# [YOUR OBJECTIVE]
Using the listing that follows, return every line with the word "JobId".

[PROVIDED INFORMATION — start]

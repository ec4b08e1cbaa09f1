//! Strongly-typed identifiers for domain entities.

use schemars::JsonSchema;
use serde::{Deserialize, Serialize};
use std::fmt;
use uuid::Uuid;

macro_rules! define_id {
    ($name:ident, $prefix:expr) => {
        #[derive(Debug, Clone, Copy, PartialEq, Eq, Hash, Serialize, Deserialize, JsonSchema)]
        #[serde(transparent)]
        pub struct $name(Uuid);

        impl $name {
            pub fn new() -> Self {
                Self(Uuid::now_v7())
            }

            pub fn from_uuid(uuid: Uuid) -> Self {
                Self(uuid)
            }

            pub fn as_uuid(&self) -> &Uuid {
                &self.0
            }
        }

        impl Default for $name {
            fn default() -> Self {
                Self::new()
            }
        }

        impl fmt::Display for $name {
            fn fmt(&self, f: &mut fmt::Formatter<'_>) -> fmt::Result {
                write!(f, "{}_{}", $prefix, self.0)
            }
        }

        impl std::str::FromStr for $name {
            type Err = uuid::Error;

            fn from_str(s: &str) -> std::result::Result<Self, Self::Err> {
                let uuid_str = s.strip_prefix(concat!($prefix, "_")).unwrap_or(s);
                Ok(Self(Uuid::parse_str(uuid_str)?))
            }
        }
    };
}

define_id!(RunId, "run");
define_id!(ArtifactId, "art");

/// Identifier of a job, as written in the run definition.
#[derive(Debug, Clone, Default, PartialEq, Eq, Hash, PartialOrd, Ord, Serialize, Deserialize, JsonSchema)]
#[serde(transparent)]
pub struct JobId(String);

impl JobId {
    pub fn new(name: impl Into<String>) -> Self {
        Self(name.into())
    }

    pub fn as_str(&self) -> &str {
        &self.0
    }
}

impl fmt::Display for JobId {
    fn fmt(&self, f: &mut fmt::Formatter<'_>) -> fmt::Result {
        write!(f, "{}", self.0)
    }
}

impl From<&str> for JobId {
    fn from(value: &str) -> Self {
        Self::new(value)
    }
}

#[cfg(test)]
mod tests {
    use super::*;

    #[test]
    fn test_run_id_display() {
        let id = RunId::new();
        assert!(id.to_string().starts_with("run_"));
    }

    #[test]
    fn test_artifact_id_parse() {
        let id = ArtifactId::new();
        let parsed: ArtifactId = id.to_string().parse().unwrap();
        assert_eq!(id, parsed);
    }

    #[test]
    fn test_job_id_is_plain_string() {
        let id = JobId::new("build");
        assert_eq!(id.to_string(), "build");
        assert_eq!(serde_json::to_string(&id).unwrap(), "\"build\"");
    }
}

[PROVIDED INFORMATION — finish]

# [EXERCISE SOLUTION]
pub struct JobId(String);
impl JobId {
impl fmt::Display for JobId {
impl From<&str> for JobId {
        let id = JobId::new("build");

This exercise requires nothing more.